Looking for a crowd-pleasing dish that both meat-eater and vegetarians will enjoy? Check out my vegetarian Shepherd's Pie recipe that is healthy and filling. And better yet, no tofu is required for this dish!
Vegan Shepherd's Pie
- Cooking and Prep: 45 m
- Serves: 8
For the Potatoes
Place potatoes in a pot with water. Bring to a boil on the stove top then reduce heat to medium to the potatoes continue to simmer. Let the potatoes cook for about 20 minutes till fork tender.
Once the potatoes have been cooked, drain them and add the nondairy milk, cinnamon, and cloves. Using a masher or a hand blender, puree till smooth. The puree should be a little watery. Set aside.
For the Vegetables
Preheat your oven to 350 degrees Fahrenheit.
In a cast iron skillet over medium heat, add two tablespoons of olive oil. Add in onions and sauté till translucent. Add the garlic and sauté for another two minutes.

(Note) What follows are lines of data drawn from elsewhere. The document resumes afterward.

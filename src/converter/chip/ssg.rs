//! Moves PSG writes between a stand-alone AY-3-8910 and the SSG part of
//! the YM2203/YM2608. The register sets are identical; only the clocks
//! differ by the chip's PSG divider.

use super::{destination, psg_clock_divider};
use crate::chips::{ChipDescriptor, ChipKind, SubModule};
use crate::converter::{Converter, Diagnostics};
use crate::vgm::{Command, WriteRegister};

/// SSG part of an OPN chip to a stand-alone AY-3-8910. FM writes are
/// dropped unless the source is restricted to its SSG part.
pub struct SsgToAy8910Converter {
    from: ChipDescriptor,
    to: ChipDescriptor,
}

impl SsgToAy8910Converter {
    pub fn clock_ratio(from: ChipKind, _to: ChipKind) -> f64 {
        1.0 / psg_clock_divider(from)
    }

    pub fn new(from: ChipDescriptor) -> Self {
        let to = destination(&from, ChipKind::Ay8910, Self::clock_ratio(from.kind, ChipKind::Ay8910));
        Self { from, to }
    }
}

impl Converter for SsgToAy8910Converter {
    fn source(&self) -> &ChipDescriptor {
        &self.from
    }

    fn destination(&self) -> &ChipDescriptor {
        &self.to
    }

    fn convert(&mut self, cmd: &Command, _diag: &mut dyn Diagnostics) -> Vec<Command> {
        let Some(w) = cmd.write_for(self.from.kind, self.from.index) else {
            return vec![cmd.clone()];
        };
        if w.addr < 0x10 && w.port == 0 {
            if self.from.includes(SubModule::Ssg) {
                return vec![Command::write(ChipKind::Ay8910, self.to.index, 0, w.addr, w.data)];
            }
        } else if self.from.includes(SubModule::Fm) {
            return Vec::new();
        }
        vec![cmd.clone()]
    }
}

/// Stand-alone AY-3-8910 to the SSG part of a YM2203 or YM2608
pub struct Ay8910ToSsgConverter {
    from: ChipDescriptor,
    to: ChipDescriptor,
}

impl Ay8910ToSsgConverter {
    pub fn clock_ratio(_from: ChipKind, to: ChipKind) -> f64 {
        psg_clock_divider(to)
    }

    pub fn new(from: ChipDescriptor, to: ChipKind) -> Self {
        let to = destination(&from, to, Self::clock_ratio(from.kind, to));
        Self { from, to }
    }
}

impl Converter for Ay8910ToSsgConverter {
    fn source(&self) -> &ChipDescriptor {
        &self.from
    }

    fn destination(&self) -> &ChipDescriptor {
        &self.to
    }

    fn convert(&mut self, cmd: &Command, _diag: &mut dyn Diagnostics) -> Vec<Command> {
        match cmd.write_for(ChipKind::Ay8910, self.from.index) {
            Some(w) if w.addr < 0x10 => vec![Command::Write(WriteRegister {
                chip: self.to.kind,
                index: self.to.index,
                ..*w
            })],
            Some(w) => {
                log::debug!("dropping write to AY register {:#04x}", w.addr);
                Vec::new()
            }
            None => vec![cmd.clone()],
        }
    }
}

#[cfg(test)]
mod tests {
    use super::*;
    use crate::converter::NullDiagnostics;

    #[test]
    fn test_ssg_to_ay_clock_and_routing() {
        let from = ChipDescriptor::new(ChipKind::Ym2608, 7987200.0);
        let mut conv = SsgToAy8910Converter::new(from);
        assert_eq!(conv.destination().clock, 1996800.0);

        let ssg = Command::write(ChipKind::Ym2608, 0, 0, 0x08, 0x0F);
        let out = conv.convert(&ssg, &mut NullDiagnostics);
        assert_eq!(out, vec![Command::write(ChipKind::Ay8910, 0, 0, 0x08, 0x0F)]);

        let fm = Command::write(ChipKind::Ym2608, 0, 1, 0xA0, 0x44);
        assert!(conv.convert(&fm, &mut NullDiagnostics).is_empty());
    }

    #[test]
    fn test_ssg_only_source_keeps_fm() {
        let from = ChipDescriptor::parse("ym2203.ssg", 4000000.0).unwrap();
        let mut conv = SsgToAy8910Converter::new(from);
        let fm = Command::write(ChipKind::Ym2203, 0, 0, 0x28, 0xF0);
        assert_eq!(conv.convert(&fm, &mut NullDiagnostics), vec![fm]);
    }

    #[test]
    fn test_ay_to_ssg() {
        let from = ChipDescriptor::new(ChipKind::Ay8910, 1789772.5).with_index(1);
        let mut conv = Ay8910ToSsgConverter::new(from, ChipKind::Ym2203);
        assert_eq!(conv.destination().clock, 3579545.0);
        let out = conv.convert(&Command::write(ChipKind::Ay8910, 1, 0, 0x07, 0x38), &mut NullDiagnostics);
        assert_eq!(out, vec![Command::write(ChipKind::Ym2203, 1, 0, 0x07, 0x38)]);
    }
}
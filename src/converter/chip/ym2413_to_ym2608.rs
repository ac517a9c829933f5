//! YM2413 to YM2608
//!
//! OPLL channels 1-6 become OPNA FM channels playing the 2-operator patch as
//! a 4-operator voice; the OPLL rhythm section drives the OPNA rhythm
//! sound source. OPLL level key scaling is emulated in the total levels.

use super::{destination, ChipWriter};
use crate::chips::{ChipDescriptor, ChipKind};
use crate::converter::buffer::RegisterShadow;
use crate::converter::voice::convert::opll_to_opn;
use crate::converter::voice::opn::SLOT_REGISTER_OFFSET;
use crate::converter::voice::{OpllVoice, OpnVoice};
use crate::converter::{Converter, Diagnostics};
use crate::vgm::{Command, WriteRegister};

/// Attenuation added by level key scaling at block 7, by F-number top bits
const KSL_TABLE: [u8; 16] = [0, 24, 32, 37, 40, 43, 45, 47, 48, 50, 51, 52, 53, 54, 55, 56];

pub fn clock_ratio(_from: ChipKind, _to: ChipKind) -> f64 {
    2.0
}

#[derive(Debug, Clone, Copy)]
struct Patch {
    opll: OpllVoice,
    opn: OpnVoice,
}

impl Patch {
    fn new(opll: OpllVoice) -> Self {
        Self {
            opn: opll_to_opn(&opll),
            opll,
        }
    }
}

pub struct Ym2413ToYm2608Converter {
    from: ChipDescriptor,
    to: ChipDescriptor,
    out: ChipWriter,
    regs: RegisterShadow,
    user: Patch,
    patches: [Patch; 6],
}

impl Ym2413ToYm2608Converter {
    pub fn new(from: ChipDescriptor) -> Self {
        let to = destination(&from, ChipKind::Ym2608, clock_ratio(from.kind, ChipKind::Ym2608));
        let user = Patch::new(OpllVoice::rom(0));
        Self {
            from,
            to,
            out: ChipWriter::new(&to),
            regs: RegisterShadow::new(1),
            user,
            patches: [user; 6],
        }
    }

    /// OPNA port and channel of OPLL channel `ch` (0-5)
    fn locate(ch: u8) -> (u8, u8) {
        (ch / 3, ch % 3)
    }

    fn blk_fnum(&self, ch: u8) -> u16 {
        ((self.regs.value(0, 0x20 + ch) as u16 & 0x0F) << 8) | self.regs.value(0, 0x10 + ch) as u16
    }

    fn set_slot_volume(&mut self, ch: u8, blk_fnum: u16, volume: u8) {
        let (port, nch) = Self::locate(ch);
        let patch = self.patches[ch as usize];
        let fnum_h = ((blk_fnum >> 5) & 15) as usize;
        let oct = ((blk_fnum >> 9) & 7) as i32;
        let kll = (KSL_TABLE[fnum_h] as i32 - 8 * (7 - oct)).max(0) as u32;
        let tll = |vl: u32, tl: u8, kl: u8| {
            let ksl = if kl > 0 { kll >> (3 - kl) } else { 0 };
            (vl + tl as u32 + ksl).min(127) as u8
        };
        for (i, slot) in patch.opn.slots.iter().enumerate() {
            let (vl, kl) = match i {
                0 => (0, patch.opll.slots[0].kl),
                3 => ((volume as u32) << 2, patch.opll.slots[1].kl),
                _ => (0, 0),
            };
            let addr = 0x40 + SLOT_REGISTER_OFFSET[i] + nch;
            self.out.write_port(port, addr, tll(vl, slot.tl, kl), true);
        }
    }

    fn set_inst_volume(&mut self, ch: u8, iv: u8) {
        let (port, nch) = Self::locate(ch);
        let inst = (iv >> 4) as usize;
        let patch = if inst == 0 {
            self.user
        } else {
            Patch::new(OpllVoice::rom(inst))
        };
        self.patches[ch as usize] = patch;

        let voice = &patch.opn;
        for (addr, data) in voice.registers() {
            // levels are written with key scaling applied
            if (0x40..0x50).contains(&addr) {
                continue;
            }
            self.out.write_port(port, addr + nch, data, true);
        }
        self.out.write_port(port, 0xB4 + nch, 0xC0 | (voice.ams << 4) | voice.pms, true);
        self.set_slot_volume(ch, self.blk_fnum(ch), iv & 0x0F);
    }

    fn write_fnum(&mut self, ch: u8, blk_fnum: u16) {
        let (port, nch) = Self::locate(ch);
        self.out.write_port(port, 0xA4 + nch, (blk_fnum >> 6) as u8, false);
        self.out.write_port(port, 0xA0 + nch, ((blk_fnum << 2) & 0xFF) as u8, false);
    }

    fn convert_write(&mut self, w: &WriteRegister) {
        let (a, d) = (w.addr, w.data);
        let prev = self.regs.value(0, a);
        self.regs.set(0, a, d);
        match a {
            0x00..=0x07 => {
                let mut image = [0u8; 8];
                for (i, b) in image.iter_mut().enumerate() {
                    *b = self.regs.value(0, i as u8);
                }
                self.user = Patch::new(OpllVoice::from_bytes(&image));
                for ch in 0..6 {
                    let iv = self.regs.value(0, 0x30 + ch);
                    if iv >> 4 == 0 {
                        self.set_inst_volume(ch, iv);
                    }
                }
            }
            0x0E => {
                if d & 0x20 != 0 {
                    let rising = !prev & d;
                    let hh = rising & 1;
                    let top = (rising >> 1) & 1;
                    let tom = (rising >> 2) & 1;
                    let sd = (rising >> 3) & 1;
                    let bd = (rising >> 4) & 1;
                    self.out.force(0x10, (tom << 4) | (hh << 3) | (top << 2) | (sd << 1) | bd);
                } else {
                    self.out.force(0x10, 0xFF);
                }
            }
            0x10..=0x15 => {
                let ch = a - 0x10;
                let blk_fnum = self.blk_fnum(ch);
                self.write_fnum(ch, blk_fnum);
                self.set_slot_volume(ch, blk_fnum, self.regs.value(0, 0x30 + ch) & 0x0F);
            }
            0x20..=0x25 => {
                let ch = a - 0x20;
                let blk_fnum = self.blk_fnum(ch);
                self.write_fnum(ch, blk_fnum);
                self.set_slot_volume(ch, blk_fnum, self.regs.value(0, 0x30 + ch) & 0x0F);
                let key = (d >> 4) & 1;
                if key != (prev >> 4) & 1 {
                    let (port, nch) = Self::locate(ch);
                    self.out.force(0x28, (if key != 0 { 0xF0 } else { 0 }) | (port * 4 + nch));
                }
            }
            0x30..=0x35 => self.set_inst_volume(a - 0x30, d),
            0x36 => {
                let bd = 15 - (d & 0x0F);
                self.out.write(0x18, 0xC0 | (bd << 1));
            }
            0x37 => {
                let sd = 15 - (d & 0x0F);
                let hh = 15 - (d >> 4);
                self.out.write(0x19, 0xC0 | (sd << 1));
                self.out.write(0x1B, 0xC0 | hh);
            }
            0x38 => {
                let top = 15 - (d & 0x0F);
                let tom = 15 - (d >> 4);
                self.out.write(0x1A, 0xC0 | (top << 1));
                self.out.write(0x1C, 0xC0 | (tom as f64 * 1.5).round() as u8);
            }
            _ => {}
        }
    }
}

impl Converter for Ym2413ToYm2608Converter {
    fn source(&self) -> &ChipDescriptor {
        &self.from
    }

    fn destination(&self) -> &ChipDescriptor {
        &self.to
    }

    fn initial_commands(&mut self) -> Vec<Command> {
        // LFO on at 6.02 Hz, FM channels 4-6 enabled, rhythm total level
        self.out.force(0x22, 0x0B);
        self.out.force(0x29, 0x80);
        self.out.force(0x11, 0x38);
        for addr in 0x18..=0x1D {
            self.out.force(addr, 0xDF);
        }
        self.out.commit()
    }

    fn convert(&mut self, cmd: &Command, _diag: &mut dyn Diagnostics) -> Vec<Command> {
        match cmd.write_for(ChipKind::Ym2413, self.from.index) {
            Some(w) => {
                self.convert_write(w);
                self.out.commit()
            }
            None => vec![cmd.clone()],
        }
    }
}

#[cfg(test)]
mod tests {
    use super::*;
    use crate::converter::chip::testing::{last, writes};

    fn opll(addr: u8, data: u8) -> Command {
        Command::write(ChipKind::Ym2413, 0, 0, addr, data)
    }

    fn converter() -> Ym2413ToYm2608Converter {
        let from = ChipDescriptor::new(ChipKind::Ym2413, 3579545.0);
        let mut conv = Ym2413ToYm2608Converter::new(from);
        conv.initial_commands();
        conv
    }

    #[test]
    fn test_initial_commands() {
        let from = ChipDescriptor::new(ChipKind::Ym2413, 3579545.0);
        let mut conv = Ym2413ToYm2608Converter::new(from);
        assert_eq!(conv.destination().clock, 7159090.0);
        let init = conv.initial_commands();
        assert_eq!(init.len(), 9);
        assert_eq!(init[0], Command::write(ChipKind::Ym2608, 0, 0, 0x22, 0x0B));
    }

    #[test]
    fn test_frequency_and_key() {
        let mut conv = converter();
        let out = writes(&mut conv, &[opll(0x10, 0x20), opll(0x20, 0x18)]);
        assert_eq!(last(&out, 0, 0xA4), Some(0x20));
        assert_eq!(last(&out, 0, 0xA0), Some(0x80));
        assert_eq!(out.last(), Some(&(0, 0x28, 0xF0)));

        // sixth channel lives on the second port
        let out = writes(&mut conv, &[opll(0x25, 0x10)]);
        assert!(out.contains(&(1, 0xA6, 0x00)));
        assert_eq!(out.last(), Some(&(0, 0x28, 0xF6)));
    }

    #[test]
    fn test_instrument_volume() {
        let mut conv = converter();
        let out = writes(&mut conv, &[opll(0x30, 0x1F)]);
        let violin = opll_to_opn(&OpllVoice::rom(1));
        assert_eq!(last(&out, 0, 0x4C), Some(60 + violin.slots[3].tl));
        assert_eq!(last(&out, 0, 0xB0), Some((violin.fb << 3) | violin.con));
    }

    #[test]
    fn test_rhythm_key_and_levels() {
        let mut conv = converter();
        writes(&mut conv, &[opll(0x0E, 0x20)]);
        assert_eq!(writes(&mut conv, &[opll(0x0E, 0x31)]), vec![(0, 0x10, 0x09)]);
        assert_eq!(writes(&mut conv, &[opll(0x0E, 0x00)]), vec![(0, 0x10, 0xFF)]);
        assert_eq!(writes(&mut conv, &[opll(0x36, 0x03)]), vec![(0, 0x18, 0xD8)]);
        assert_eq!(
            writes(&mut conv, &[opll(0x38, 0x20)]),
            vec![(0, 0x1A, 0xDE), (0, 0x1C, 0xD4)]
        );
    }
}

Add the carrots, celery, and mushrooms and cook for about four minutes until vegetables are fragrant and tender. Season with salt, pepper, cayenne pepper, cumin, and parsley. Add the lentils and stir in the Worcestershire sauce. Then pour in the wine. Cook for another 10 minutes until liquid is reduced.
Assemble and Bake
Transfer vegetables to a nine-inch greased baking dish. Spread sweet potato puree evenly over vegetables.
Place the dish in the oven and let it bake for about 40 minutes till the tips of the potatoes turn golden brown. Increase heat at the end of cooking for more browning, if desired.
Sprinkle the remaining tablespoon of chopped parsley on top of the pie to garnish. Serve hot.